I am glad we can be here tonight to participate in this emergency debate to address these issues with dialogue together, just like Canadians elected us to do. As we are still facing the health and economic threats of a global pandemic, the House should remain focused on the issues that directly impact the safety of our citizens and their livelihoods. As always, our government is here to find solutions, to resolve conflicts and to build a better Canada that works for everyone.
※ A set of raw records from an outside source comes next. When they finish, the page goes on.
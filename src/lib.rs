//! A2A relay library root.

pub mod cli;
pub mod config;
pub mod error;
pub mod logging;
pub mod protocol;
pub mod relay;
pub mod tasks;
pub mod transport;
pub mod web;

pub use cli::Commands;
pub use config::{load_settings, Settings};
pub use error::{Error, Result};
pub use protocol::{ClientEvent, Message, MessageType, Priority, ServerEvent};
pub use relay::{RelayClient, RelayHub, SendRequest, SubmitReceipt, Submitter};
pub use tasks::{SqliteTaskStore, Task, TaskService, TaskStatus, TaskStore};
pub use transport::{spawn_endpoint, EndpointConfig, EndpointEvent, EndpointHandle};
pub use web::run_relay_server;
Lobster Fishery Dispute in Nova ScotiaEmergency Debate

7:50 p.m.

Durham Ontario

Conservative

Erin O'Toole ConservativeLeader of the Opposition

Mr. Speaker, I thank the Prime Minister for his remarks on a very important debate, but I am disappointed. In his remarks he said that the real work of reconciliation should be driving a solution here. I agree, but the trouble is that he has been Prime Minister for five years and he has violated the duty to consult indigenous Canadians on two separate occasions, with the cancellation of northern gateway and the Arctic exploration treaty with the United States. Not a single Inuit or indigenous community was consulted on that.

Now the Prime Minister has had five years. He talks about real work, but it has been five years. For four of those years, every member of Parliament in Atlantic Canada was a Liberal MP. There has been five years of inaction.
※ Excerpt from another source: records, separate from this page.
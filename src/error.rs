//! Error types for the A2A relay.

use thiserror::Error;

pub type Result<T> = std::result::Result<T, Error>;

#[derive(Error, Debug)]
pub enum Error {
    #[error("Configuration error: {0}")]
    Config(String),

    #[error("IO error: {0}")]
    Io(#[from] std::io::Error),

    #[error("JSON error: {0}")]
    Json(#[from] serde_json::Error),

    /// A required field was missing or malformed. Raised before any side effect.
    #[error("Validation error: {0}")]
    Validation(String),

    #[error("Task not found: {0}")]
    UnknownTask(String),

    #[error("Task {task_id} cannot move from {from} to {to}")]
    InvalidTransition {
        task_id: String,
        from: String,
        to: String,
    },

    /// An optimistic write lost against a concurrent change.
    #[error("Conflict: {0}")]
    Conflict(String),

    /// The relay could not be reached or rejected the request.
    #[error("Transport error: {0}")]
    Transport(String),

    /// The relay answered with a client error other than validation.
    #[error("Relay rejected request ({status}): {message}")]
    Rejected { status: u16, message: String },

    #[error("Store error: {0}")]
    Store(String),

    #[error("Notification error: {0}")]
    Notification(String),
}

impl Error {
    pub fn validation(msg: impl Into<String>) -> Self {
        Error::Validation(msg.into())
    }

    pub fn store(context: &str, err: impl std::fmt::Display) -> Self {
        Error::Store(format!("{}: {}", context, err))
    }
}

impl From<reqwest::Error> for Error {
    fn from(err: reqwest::Error) -> Self {
        Error::Transport(err.to_string())
    }
}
My question for the Prime Minister is this. When is the real work going to begin? I mentioned to the Prime Minister a month ago, before Parliament reconvened, that tensions were rising. The Liberals ignored it then. The minister from the province ignored it for a year. Therefore, why has there not been substantive mediation between the Mi'kmaq and the commercial fishermen?

At its heart, all Canadians, all fishers in Nova Scotia, indigenous and non-indigenous, want a moderate livelihood and well-being for their family to be focused on here tonight. When is the real work actually going to start?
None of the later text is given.